@ Jonathan Edwards
When there is no adaptive response to an infectious agent will B cells still respond with antiibody production ad random?
The key distinction is between the generation of new B cells, each with a different antibody, and growing up of these B cells into clones of plasma cells that make enough antibody to have an effect in the bloodstream.
New B cells are produced at random every day of our lives. This does not change in the presence of infection. Infection cannot have any effect on the genesis of antibodies because there is no way of 'telling DNA what antibody to make'. So the immune system has to use what seems like a very wasteful process. It makes a billion new antibodies every day and hopes that maybe a handful of these may be just the ones needed to bind to any infection that happens along.
The system works because if any of these B cells happen to pick up a foreign protein binding to the antibody carried on their surface they immediately multiply to form maybe 100 cells, maybe 100,000 cells, each producing the antibody that sticks to the foreign protein. This is the 'response', which is quite distinct from the random antibody invention.

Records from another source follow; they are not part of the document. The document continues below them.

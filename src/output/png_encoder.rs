//! PNG export of rendered overlays.
//!
//! Pure Rust PNG encoding using the `png` crate. The overlay keeps its
//! transparency, so the image can be layered over a basemap elsewhere.

use std::fs::File;
use std::io::{BufWriter, Write};
use std::path::Path;

use crate::error::Result;
use crate::framebuffer::Framebuffer;

/// PNG encoder for framebuffer output.
pub struct PngEncoder;

impl PngEncoder {
    /// Write a framebuffer to a PNG file.
    ///
    /// # Errors
    ///
    /// Returns an error if file creation or PNG encoding fails.
    pub fn write_to_file<P: AsRef<Path>>(fb: &Framebuffer, path: P) -> Result<()> {
        let mut writer = BufWriter::new(File::create(path)?);
        Self::encode(fb, &mut writer)?;
        writer.flush()?;
        Ok(())
    }

    /// Encode a framebuffer to PNG bytes.
    ///
    /// # Errors
    ///
    /// Returns an error if PNG encoding fails.
    pub fn to_bytes(fb: &Framebuffer) -> Result<Vec<u8>> {
        let mut buffer = Vec::new();
        Self::encode(fb, &mut buffer)?;
        Ok(buffer)
    }

    /// Encode as 8-bit RGBA into any writer.
    fn encode<W: Write>(fb: &Framebuffer, sink: W) -> Result<()> {
        let mut encoder = png::Encoder::new(sink, fb.width(), fb.height());
        encoder.set_color(png::ColorType::Rgba);
        encoder.set_depth(png::BitDepth::Eight);

        let mut writer = encoder.write_header()?;
        writer.write_image_data(&fb.to_compact_pixels())?;
        writer.finish()?;
        Ok(())
    }
}
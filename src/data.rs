//! Sample and marker records.
//!
//! Both derive `Deserialize` with the field names used by the dashboard's
//! JSON files (`lat`/`lon`/`value` for samples, `city`/`country`/`lat`/`lng`
//! for markers), so loaders can hand decoded records straight to the core.

use serde::{Deserialize, Serialize};

/// One PM2.5 grid sample.
#[derive(Debug, Clone, Copy, PartialEq, Serialize, Deserialize)]
pub struct Sample {
    /// Latitude in degrees, `[-90, 90]`.
    #[serde(rename = "lat")]
    pub latitude: f64,
    /// Longitude in degrees, `[-180, 180]`.
    #[serde(rename = "lon")]
    pub longitude: f64,
    /// Concentration in µg/m³; `None` when the grid cell has no reading.
    #[serde(default)]
    pub value: Option<f32>,
}

impl Sample {
    /// Create a sample with a value.
    #[must_use]
    pub const fn new(latitude: f64, longitude: f64, value: f32) -> Self {
        Self {
            latitude,
            longitude,
            value: Some(value),
        }
    }

    /// Create a sample without a reading.
    #[must_use]
    pub const fn empty(latitude: f64, longitude: f64) -> Self {
        Self {
            latitude,
            longitude,
            value: None,
        }
    }

    /// The value, with `NaN` readings treated as absent.
    #[must_use]
    pub fn reading(&self) -> Option<f32> {
        self.value.filter(|v| !v.is_nan())
    }
}

/// A city marker drawn on top of the pollution surface.
#[derive(Debug, Clone, PartialEq, Serialize, Deserialize)]
pub struct Marker {
    /// City name.
    pub city: String,
    /// Country name.
    pub country: String,
    /// Latitude in degrees.
    #[serde(rename = "lat")]
    pub latitude: f64,
    /// Longitude in degrees.
    #[serde(rename = "lng")]
    pub longitude: f64,
}

impl Marker {
    /// Create a marker.
    #[must_use]
    pub fn new(
        city: impl Into<String>,
        country: impl Into<String>,
        latitude: f64,
        longitude: f64,
    ) -> Self {
        Self {
            city: city.into(),
            country: country.into(),
            latitude,
            longitude,
        }
    }

    /// Identity of the marker: the `(city, country)` pair.
    #[must_use]
    pub fn key(&self) -> (&str, &str) {
        (&self.city, &self.country)
    }

    /// Whether this marker is the given city.
    #[must_use]
    pub fn is(&self, city: &str, country: &str) -> bool {
        self.city == city && self.country == country
    }
}

#[cfg(test)]
mod tests {
    use super::*;

    #[test]
    fn test_sample_reading_filters_nan() {
        assert_eq!(Sample::new(1.0, 2.0, 12.5).reading(), Some(12.5));
        assert_eq!(Sample::new(1.0, 2.0, f32::NAN).reading(), None);
        assert_eq!(Sample::empty(1.0, 2.0).reading(), None);
    }

    #[test]
    fn test_marker_identity() {
        let london = Marker::new("London", "United Kingdom", 51.5074, -0.1278);
        assert_eq!(london.key(), ("London", "United Kingdom"));
        assert!(london.is("London", "United Kingdom"));
        assert!(!london.is("London", "Canada"));
    }

    #[test]
    fn test_deserialize_dashboard_records() {
        let samples: Vec<Sample> = serde_yaml_ng::from_str(
            r#"[{"lat": 10.5, "lon": -20.25, "value": 33.1}, {"lat": 0, "lon": 0, "value": null}]"#,
        )
        .unwrap();
        assert_eq!(samples.len(), 2);
        assert_eq!(samples[0].latitude, 10.5);
        assert_eq!(samples[0].longitude, -20.25);
        assert_eq!(samples[0].value, Some(33.1));
        assert_eq!(samples[1].value, None);

        let markers: Vec<Marker> = serde_yaml_ng::from_str(
            r#"[{"city": "Delhi", "country": "India", "lat": 28.61, "lng": 77.21}]"#,
        )
        .unwrap();
        assert!(markers[0].is("Delhi", "India"));
        assert_eq!(markers[0].longitude, 77.21);
    }
}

A reasonable analogy might be the way people write books. Regardless of whether or not anybody will ever publish them there are always millions of authors writing books they hope people will read. Every day a vast range of 'random' manuscripts are produced. Sadly, 99.99% of these never sell a single copy. For some the publisher just says no thanks - and the B cell dies in the bone marrow. For some the publisher says why not write a shorter book just using the first six chapters - that is called 'receptor editing' and the B cell has another chance. For some the publisher publishes and the books lie on the table by the door in Waterstone's but nobody buys. Within a month the B cell gets pulped. For the lucky few someone picks them up and reads and says 'wow, I must tell everyone about this, this is so-o-o timely and relevant to the world situation'. Millions of copies get sold.

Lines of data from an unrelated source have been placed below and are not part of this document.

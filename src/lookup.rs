//! Point-value queries over a loaded PM2.5 sample set.
//!
//! A [`SpatialLookup`] owns one dataset at a time. Loading quantizes every
//! sample to two decimal places into a [`GridIndex`] so repeated queries at
//! grid coordinates are O(1). Anything else falls back to a linear
//! nearest-sample scan in plain degree space:
//!
//! - the scan stops at the first sample closer than [`EARLY_EXIT_DISTANCE`];
//! - the result is accepted only if closer than [`MAX_DISTANCE`].
//!
//! Distances are Euclidean on raw `(lat, lon)` degrees. This is inaccurate
//! near the poles and does not wrap at the antimeridian.

use std::collections::HashMap;

use tracing::{debug, warn};
use trueno::Vector;

use crate::data::Sample;
use crate::error::{Error, Result};
use crate::geometry::Point;
use crate::projection::Projection;
use crate::transform::ViewTransform;

/// Quantization factor for grid keys (two decimal places).
pub const GRID_PRECISION: f64 = 100.0;

/// A scan hit closer than this (degrees) ends the scan immediately.
pub const EARLY_EXIT_DISTANCE: f64 = 0.1;

/// Nearest samples at or beyond this distance (degrees) are rejected.
pub const MAX_DISTANCE: f64 = 1.0;

/// A `(lat, lon)` pair rounded to two decimal places.
#[derive(Debug, Clone, Copy, PartialEq, Eq, Hash)]
pub struct GridKey {
    lat: i32,
    lon: i32,
}

impl GridKey {
    /// Quantize a coordinate pair. Returns `None` for non-finite input.
    #[must_use]
    pub fn quantize(lat: f64, lon: f64) -> Option<Self> {
        if !lat.is_finite() || !lon.is_finite() {
            return None;
        }
        Some(Self {
            lat: (lat * GRID_PRECISION).round() as i32,
            lon: (lon * GRID_PRECISION).round() as i32,
        })
    }
}

/// Exact-coordinate index: quantized key to value, last write wins.
#[derive(Debug, Clone, Default)]
pub struct GridIndex {
    cells: HashMap<GridKey, Option<f32>>,
}

impl GridIndex {
    /// Index samples in iteration order.
    #[must_use]
    pub fn build(samples: &[Sample]) -> Self {
        let mut cells = HashMap::with_capacity(samples.len());
        for sample in samples {
            if let Some(key) = GridKey::quantize(sample.latitude, sample.longitude) {
                cells.insert(key, sample.reading());
            }
        }
        Self { cells }
    }

    /// Look up a key. The outer `Option` is the hit, the inner one the value.
    #[must_use]
    pub fn get(&self, key: &GridKey) -> Option<Option<f32>> {
        self.cells.get(key).copied()
    }

    /// Number of distinct keys.
    #[must_use]
    pub fn len(&self) -> usize {
        self.cells.len()
    }

    /// Whether the index is empty.
    #[must_use]
    pub fn is_empty(&self) -> bool {
        self.cells.is_empty()
    }
}

/// Result of a nearest-sample scan.
#[derive(Debug, Clone, Copy, PartialEq)]
pub struct Nearest {
    /// Position of the sample in load order.
    pub index: usize,
    /// Its value.
    pub value: Option<f32>,
    /// Euclidean distance in degrees.
    pub distance: f64,
}

/// Summary of the loaded values.
#[derive(Debug, Clone, Copy, PartialEq)]
pub struct Stats {
    /// Smallest value, `None` if no sample carries a value.
    pub min: Option<f32>,
    /// Largest value, `None` if no sample carries a value.
    pub max: Option<f32>,
    /// Number of samples, with or without a value.
    pub count: usize,
}

#[derive(Debug, Clone)]
struct Dataset {
    samples: Vec<Sample>,
    index: GridIndex,
}

/// Owns the current sample set and answers point queries against it.
///
/// # Example
///
/// ```
/// use pm25_map::data::Sample;
/// use pm25_map::lookup::SpatialLookup;
///
/// let lookup = SpatialLookup::from_samples(vec![
///     Sample::new(0.0, 0.0, 3.0),
///     Sample::new(0.0, 10.0, 55.0),
/// ])
/// .unwrap();
///
/// assert_eq!(lookup.query(0.0, 0.0), Some(3.0));
/// assert_eq!(lookup.query(0.0, 9.5), Some(55.0));
/// assert_eq!(lookup.query(50.0, 50.0), None);
/// ```
#[derive(Debug, Clone, Default)]
pub struct SpatialLookup {
    dataset: Option<Dataset>,
}

impl SpatialLookup {
    /// Create a lookup with no dataset loaded.
    #[must_use]
    pub fn new() -> Self {
        Self::default()
    }

    /// Create a lookup and load `samples` into it.
    ///
    /// # Errors
    ///
    /// Same as [`build`](Self::build).
    pub fn from_samples(samples: Vec<Sample>) -> Result<Self> {
        let mut lookup = Self::new();
        lookup.build(samples)?;
        Ok(lookup)
    }

    /// Replace the loaded dataset and rebuild the grid index.
    ///
    /// On error the previously loaded dataset, if any, stays in place.
    ///
    /// # Errors
    ///
    /// [`Error::InvalidDataset`] if `samples` is empty, a coordinate is
    /// non-finite or out of range, or a value is negative.
    pub fn build(&mut self, samples: Vec<Sample>) -> Result<()> {
        if let Err(err) = validate(&samples) {
            warn!(error = %err, "rejected sample dataset");
            return Err(err);
        }

        let index = GridIndex::build(&samples);
        debug!(samples = samples.len(), cells = index.len(), "grid index built");

        self.dataset = Some(Dataset { samples, index });
        Ok(())
    }

    /// Drop the loaded dataset.
    pub fn clear(&mut self) {
        self.dataset = None;
    }

    /// Whether a dataset is loaded.
    #[must_use]
    pub fn is_loaded(&self) -> bool {
        self.dataset.is_some()
    }

    /// Loaded samples in load order; empty if nothing is loaded.
    #[must_use]
    pub fn samples(&self) -> &[Sample] {
        self.dataset.as_ref().map_or(&[], |d| d.samples.as_slice())
    }

    /// The grid index of the loaded dataset.
    #[must_use]
    pub fn index(&self) -> Option<&GridIndex> {
        self.dataset.as_ref().map(|d| &d.index)
    }

    /// Value at `(lat, lon)`, or `None` if no sample is close enough.
    #[must_use]
    pub fn query(&self, lat: f64, lon: f64) -> Option<f32> {
        let dataset = self.dataset.as_ref()?;
        let key = GridKey::quantize(lat, lon)?;

        if let Some(value) = dataset.index.get(&key) {
            return value;
        }

        self.nearest(lat, lon)
            .filter(|n| n.distance < MAX_DISTANCE)
            .and_then(|n| n.value)
    }

    /// Nearest sample by the fallback scan, without the acceptance radius.
    ///
    /// Ties keep the earliest sample; the scan stops at the first sample
    /// closer than [`EARLY_EXIT_DISTANCE`].
    #[must_use]
    pub fn nearest(&self, lat: f64, lon: f64) -> Option<Nearest> {
        if lat.is_nan() || lon.is_nan() {
            return None;
        }

        let mut best: Option<Nearest> = None;
        for (index, sample) in self.samples().iter().enumerate() {
            let d_lat = sample.latitude - lat;
            let d_lon = sample.longitude - lon;
            let distance = (d_lat * d_lat + d_lon * d_lon).sqrt();

            let closer = match best {
                Some(b) => distance < b.distance,
                None => true,
            };
            if closer {
                best = Some(Nearest {
                    index,
                    value: sample.reading(),
                    distance,
                });
            }

            if distance < EARLY_EXIT_DISTANCE {
                break;
            }
        }
        best
    }

    /// Value under a screen position: undo the view transform, invert the
    /// projection, then [`query`](Self::query).
    #[must_use]
    pub fn query_screen<P>(&self, screen: Point, projection: &P, transform: &ViewTransform) -> Option<f32>
    where
        P: Projection + ?Sized,
    {
        let (lon, lat) = projection.invert(transform.invert(screen))?;
        self.query(lat, lon)
    }

    /// Min, max and count of the loaded values.
    ///
    /// # Errors
    ///
    /// [`Error::EmptyDataset`] if nothing is loaded.
    pub fn stats(&self) -> Result<Stats> {
        let dataset = self.dataset.as_ref().ok_or(Error::EmptyDataset)?;

        let values: Vec<f32> = dataset.samples.iter().filter_map(Sample::reading).collect();
        if values.is_empty() {
            return Ok(Stats {
                min: None,
                max: None,
                count: dataset.samples.len(),
            });
        }

        let vec = Vector::from_vec(values);
        let min = vec.min().unwrap_or(f32::NAN);
        let max = vec.max().unwrap_or(f32::NAN);

        Ok(Stats {
            min: Some(min).filter(|v| !v.is_nan()),
            max: Some(max).filter(|v| !v.is_nan()),
            count: dataset.samples.len(),
        })
    }
}

fn validate(samples: &[Sample]) -> Result<()> {
    if samples.is_empty() {
        return Err(Error::InvalidDataset("no samples".to_string()));
    }

    for (i, sample) in samples.iter().enumerate() {
        let Sample {
            latitude: lat,
            longitude: lon,
            value,
        } = *sample;

        if !lat.is_finite() || !(-90.0..=90.0).contains(&lat) {
            return Err(Error::InvalidDataset(format!("sample {i} has latitude {lat}")));
        }
        if !lon.is_finite() || !(-180.0..=180.0).contains(&lon) {
            return Err(Error::InvalidDataset(format!("sample {i} has longitude {lon}")));
        }
        if let Some(v) = value.filter(|v| *v < 0.0) {
            return Err(Error::InvalidDataset(format!("sample {i} has negative value {v}")));
        }
    }
    Ok(())
}

#[cfg(test)]
mod tests {
    use super::*;
    use crate::projection::Equirectangular;

    fn two_samples() -> SpatialLookup {
        SpatialLookup::from_samples(vec![Sample::new(0.0, 0.0, 3.0), Sample::new(0.0, 10.0, 55.0)])
            .unwrap()
    }

    #[test]
    fn test_grid_key_rounds_to_two_decimals() {
        assert_eq!(GridKey::quantize(12.344, 5.0), GridKey::quantize(12.34, 5.0));
        assert_ne!(GridKey::quantize(12.346, 5.0), GridKey::quantize(12.34, 5.0));
        assert_eq!(GridKey::quantize(f64::NAN, 0.0), None);
    }

    #[test]
    fn test_exact_match() {
        let lookup = two_samples();
        assert_eq!(lookup.query(0.0, 0.0), Some(3.0));
        assert_eq!(lookup.query(0.004, 9.996), Some(55.0));
    }

    #[test]
    fn test_tie_keeps_first_sample_but_is_out_of_range() {
        let lookup = two_samples();

        let nearest = lookup.nearest(0.0, 5.0).unwrap();
        assert_eq!(nearest.index, 0);
        assert_eq!(nearest.value, Some(3.0));
        assert!((nearest.distance - 5.0).abs() < 1e-12);

        assert_eq!(lookup.query(0.0, 5.0), None);
    }

    #[test]
    fn test_far_query_is_absent() {
        assert_eq!(two_samples().query(50.0, 50.0), None);
    }

    #[test]
    fn test_fallback_within_radius() {
        let lookup = two_samples();
        assert_eq!(lookup.query(0.5, 0.5), Some(3.0));
        assert_eq!(lookup.query(-0.3, 10.9), Some(55.0));
        // sqrt(0.72^2 + 0.72^2) > 1.0
        assert_eq!(lookup.query(0.72, 0.72), None);
    }

    #[test]
    fn test_early_exit_takes_first_close_sample() {
        let lookup = SpatialLookup::from_samples(vec![
            Sample::new(0.0, 0.05, 1.0),
            Sample::new(0.0, 0.026, 2.0),
        ])
        .unwrap();

        // The second sample is closer, but the first is already under 0.1
        let nearest = lookup.nearest(0.0, 0.024).unwrap();
        assert_eq!(nearest.index, 0);
        assert_eq!(lookup.query(0.0, 0.024), Some(1.0));
    }

    #[test]
    fn test_last_write_wins_in_index() {
        let lookup = SpatialLookup::from_samples(vec![
            Sample::new(1.0, 1.0, 10.0),
            Sample::new(1.001, 1.001, 20.0),
        ])
        .unwrap();
        assert_eq!(lookup.index().unwrap().len(), 1);
        assert_eq!(lookup.query(1.0, 1.0), Some(20.0));
    }

    #[test]
    fn test_exact_hit_on_absent_value_does_not_fall_back() {
        let lookup = SpatialLookup::from_samples(vec![
            Sample::empty(2.0, 2.0),
            Sample::new(2.05, 2.0, 40.0),
        ])
        .unwrap();
        assert_eq!(lookup.query(2.0, 2.0), None);
        assert_eq!(lookup.query(2.05, 2.0), Some(40.0));
    }

    #[test]
    fn test_nan_query_is_absent() {
        let lookup = two_samples();
        assert_eq!(lookup.query(f64::NAN, 0.0), None);
        assert_eq!(lookup.query(0.0, f64::NAN), None);
        assert_eq!(lookup.nearest(f64::NAN, 0.0), None);
    }

    #[test]
    fn test_unloaded_lookup() {
        let lookup = SpatialLookup::new();
        assert!(!lookup.is_loaded());
        assert!(lookup.samples().is_empty());
        assert_eq!(lookup.query(0.0, 0.0), None);
        assert!(matches!(lookup.stats(), Err(Error::EmptyDataset)));
    }

    #[test]
    fn test_build_rejects_bad_input() {
        let mut lookup = SpatialLookup::new();
        assert!(matches!(lookup.build(vec![]), Err(Error::InvalidDataset(_))));
        assert!(lookup.build(vec![Sample::new(91.0, 0.0, 1.0)]).is_err());
        assert!(lookup.build(vec![Sample::new(0.0, -180.5, 1.0)]).is_err());
        assert!(lookup.build(vec![Sample::new(f64::NAN, 0.0, 1.0)]).is_err());
        assert!(lookup.build(vec![Sample::new(0.0, 0.0, -2.0)]).is_err());
        assert!(!lookup.is_loaded());
    }

    #[test]
    fn test_failed_reload_keeps_previous_dataset() {
        let mut lookup = two_samples();
        assert!(lookup.build(vec![Sample::new(100.0, 0.0, 1.0)]).is_err());
        assert_eq!(lookup.query(0.0, 0.0), Some(3.0));
    }

    #[test]
    fn test_reload_replaces_wholesale() {
        let mut lookup = two_samples();
        lookup.build(vec![Sample::new(40.0, 40.0, 7.0)]).unwrap();
        assert_eq!(lookup.samples().len(), 1);
        assert_eq!(lookup.query(0.0, 0.0), None);
        assert_eq!(lookup.query(40.0, 40.0), Some(7.0));
    }

    #[test]
    fn test_stats() {
        let lookup = SpatialLookup::from_samples(vec![
            Sample::new(0.0, 0.0, 3.0),
            Sample::empty(1.0, 1.0),
            Sample::new(2.0, 2.0, 55.0),
            Sample::new(3.0, 3.0, 12.5),
        ])
        .unwrap();

        let stats = lookup.stats().unwrap();
        assert_eq!(stats.min, Some(3.0));
        assert_eq!(stats.max, Some(55.0));
        assert_eq!(stats.count, 4);
    }

    #[test]
    fn test_stats_without_values() {
        let lookup = SpatialLookup::from_samples(vec![Sample::empty(0.0, 0.0)]).unwrap();
        let stats = lookup.stats().unwrap();
        assert_eq!(stats, Stats { min: None, max: None, count: 1 });
    }

    #[test]
    fn test_query_screen() {
        let projection = Equirectangular::fit_size(360.0, 180.0);
        let lookup = SpatialLookup::from_samples(vec![Sample::new(45.0, 90.0, 21.0)]).unwrap();

        // Equirectangular at 360x180: 1 px per degree, lon 90 -> x 270, lat 45 -> y 45
        let identity = ViewTransform::IDENTITY;
        assert_eq!(lookup.query_screen(Point::new(270.0, 45.0), &projection, &identity), Some(21.0));

        let zoomed = ViewTransform::new(2.0, -100.0, 10.0);
        let screen = zoomed.apply(Point::new(270.0, 45.0));
        assert_eq!(lookup.query_screen(screen, &projection, &zoomed), Some(21.0));

        // Closures cannot be inverted
        let closure = |lon: f64, lat: f64| Some(Point::new(lon as f32, lat as f32));
        assert_eq!(lookup.query_screen(Point::new(90.0, 45.0), &closure, &identity), None);
    }
}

So life-enhancing books get sold at the time when they are of interest.
But imagine that one of our random authors writes a book called 'Mein Kampf'. It lies on the table and people pick it up and say 'wow, this is so-o-o timely for us in Germany, it is the way to restore the health of our great nation'. Millions of copies are sold and the result is the catastrophe of war. That is how I view autoimmunity.
So the answer to the historians' eternal question of what causes a war is that human society is so complex that it is inherently unstable
from within. A particular set of circumstances within society itself can set off an unstoppable cascade of destruction. I see the immune system as very similar. It is a society of individual cells co-operating but also competing. It is complicated enough to be susceptible to the same internal instabilities.